CORRELATION IN AFTERSHOCK MAGNITUDES

Abstract

Cumulative integral Q(t) of magnitude over time for aftershock sequences was found to have a linear relationship with time by Bhattacharya et al. (2011). They also conjectured that constant of proportionality `S' could be controlled by the self-similar geometry of the fault surface on the basis of a simple, non-realistic model of earthquakes (P Bhattacharya (2007)). Using the Gutenberg-Richter law of aftershock statistics, they showed that `S' can be expressed as the sum of two terms, one of which is the completeness magnitude m. (the cut-off magnitude below which there is deviation from the power law) of the aftershock sequence and the other is inversely related to the b-value (a statistical parameter in GR law). The explicit assumption was that all aftershock magnitudes are independent of each other and that the time series is stationary. These assumptions are open to question as there is no conclusive evidence in existing literature. But what are the implications of deviations of the observed slope from its obtained relation with mc and b? Could it imply correlations in aftershock magnitudes? Is it indeed controlled by the self-similar geometry of the fault surface? A detailed verification of - this relation on real earthquake catalogs is therefore an important scientific exercise and the subject matter of our study.

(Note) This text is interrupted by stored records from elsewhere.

//! Text post-processing.
//!
//! Turns the ordered chunk sequence into readable text:
//! - [`merge`]: chunk joining and whitespace normalization
//! - [`contacts`]: kerning repair inside emails, URLs and phone numbers

pub mod contacts;
pub mod merge;

pub use contacts::normalize_contacts;
pub use merge::{collapse_short_word_runs, merge_chunks, normalize_spacing, ChunkMerger};
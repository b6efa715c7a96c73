//! FlateDecode (zlib/deflate) implementation.
//!
//! Content streams in text PDFs are almost always FlateDecode-compressed.
//! Decoding tries a zlib-wrapped inflate first and falls back to raw deflate
//! for producers that omit the zlib header and trailer.

use crate::decoders::StreamDecoder;
use crate::error::{Error, Result};
use flate2::read::{DeflateDecoder, ZlibDecoder};
use std::io::Read;

/// FlateDecode filter implementation.
///
/// Decompresses data using the zlib/deflate algorithm, bounded by an optional
/// output cap.
#[derive(Debug, Clone, Copy, Default)]
pub struct FlateDecoder {
    limit: usize,
}

impl FlateDecoder {
    /// Create a decoder without an output cap.
    pub fn new() -> Self {
        Self { limit: 0 }
    }

    /// Create a decoder that rejects output larger than `limit` bytes (0 = no cap).
    pub fn with_limit(limit: usize) -> Self {
        Self { limit }
    }

    /// Read the decoder to its end, stopping one byte past the cap.
    fn read_bounded<R: Read>(&self, reader: R, output: &mut Vec<u8>) -> std::io::Result<usize> {
        if self.limit == 0 {
            let mut reader = reader;
            reader.read_to_end(output)
        } else {
            reader.take(self.limit as u64 + 1).read_to_end(output)
        }
    }

    fn check_limit(&self, output: Vec<u8>) -> Result<Vec<u8>> {
        if self.limit > 0 && output.len() > self.limit {
            return Err(Error::InflateLimitExceeded(self.limit));
        }
        Ok(output)
    }
}

impl StreamDecoder for FlateDecoder {
    fn decode(&self, input: &[u8]) -> Result<Vec<u8>> {
        let mut output = Vec::new();

        // Strategy 1: standard zlib
        let zlib_err = match self.read_bounded(ZlibDecoder::new(input), &mut output) {
            Ok(_) => return self.check_limit(output),
            Err(e) => e,
        };

        // Partial recovery: data decoded before the corruption is still text
        if !output.is_empty() {
            log::warn!(
                "FlateDecode partial recovery: extracted {} bytes before corruption: {}",
                output.len(),
                zlib_err
            );
            return self.check_limit(output);
        }

        // Strategy 2: raw deflate (no zlib wrapper)
        log::info!("Zlib decode failed ({}), trying raw deflate", zlib_err);
        output.clear();
        match self.read_bounded(DeflateDecoder::new(input), &mut output) {
            Ok(_) => {
                log::info!("Raw deflate recovery succeeded: {} bytes", output.len());
                self.check_limit(output)
            },
            Err(deflate_err) => Err(Error::Decode(format!(
                "FlateDecode failed: zlib error: {}, raw deflate error: {}, compressed size: {} bytes",
                zlib_err,
                deflate_err,
                input.len()
            ))),
        }
    }

    fn name(&self) -> &str {
        "FlateDecode"
    }
}
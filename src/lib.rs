//! # PDF Salvage
//!
//! Best-effort text recovery for PDFs when a full PDF library is unavailable
//! or gives up.
//!
//! The engine never builds an object graph. It scans the raw bytes for
//! `stream ... endstream` blocks, inflates the FlateDecode ones, pulls the
//! literal strings shown by `Tj` and `TJ` out of the content, and stitches
//! the pieces back into readable text. Good enough for text-based documents
//! such as ATS-friendly CVs; image-only PDFs come back empty.
//!
//! ## Pipeline
//!
//! 1. [`locator`]: find stream blocks and flag the compressed ones
//! 2. [`decoders`]: inflate flagged blocks (zlib, then raw deflate)
//! 3. [`content::scanner`]: collect show-operator literals in document order
//! 4. [`content::literal`]: decode literal escapes
//! 5. [`text::merge`]: join chunks, inferring word boundaries
//! 6. [`text::contacts`]: repair letter-spaced emails, URLs and phone numbers
//!
//! [`ingest`] wraps the engine in file-type detection for uploads of text,
//! CSV, JSON, PDF and spreadsheet files.
//!
//! ## Quick Start
//!
//! ```
//! use pdf_salvage::{ExtractionConfig, FallbackExtractor};
//!
//! # fn main() -> Result<(), pdf_salvage::Error> {
//! let pdf = b"%PDF-1.4\nstream\nBT (J) Tj (ohn) Tj (Doe) Tj ET\nendstream\n%%EOF";
//!
//! let extractor = FallbackExtractor::new(ExtractionConfig::default());
//! let extraction = extractor.extract(pdf)?;
//!
//! assert_eq!(extraction.text, "John Doe");
//! for warning in &extraction.warnings {
//!     eprintln!("warning: {}", warning);
//! }
//! # Ok(())
//! # }
//! ```
//!
//! ## License
//!
//! Licensed under either of:
//!
//! * Apache License, Version 2.0 (<http://www.apache.org/licenses/LICENSE-2.0>)
//! * MIT license (<http://opensource.org/licenses/MIT>)
//!
//! at your option.

#![warn(missing_docs)]
#![cfg_attr(docsrs, feature(doc_cfg))]

// Error handling
pub mod error;

// Configuration
pub mod config;

// Stream location and decoding
pub mod decoders;
pub mod locator;

// Content stream scanning
pub mod content;

// Text post-processing
pub mod text;

// Pipeline
pub mod extractor;

// File-type dispatch
pub mod ingest;

// Re-exports
pub use config::ExtractionConfig;
pub use error::{Error, ExtractionWarning, Result};
pub use extractor::{extract_text, Extraction, ExtractionStats, FallbackExtractor};
pub use ingest::{parse_file_bytes, ContentKind, ParseOptions, ParsedFile, PdfTextSource};

// Version info
/// Library version
pub const VERSION: &str = env!("CARGO_PKG_VERSION");

/// Library name
pub const NAME: &str = env!("CARGO_PKG_NAME");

If the slope is not connected to the b-value by the simple formula as suggested, we probably can learn more about the temporal behavior of the aftershock magnitude time series. As aftershocks pose considerable seismic hazard, it is of central scientific and logistic interest to understand the feasibility of this claim and verify it independently. So a detailed verification of the slope function S on real earthquake catalogs is an important scientific exercise and the subject matter of my work.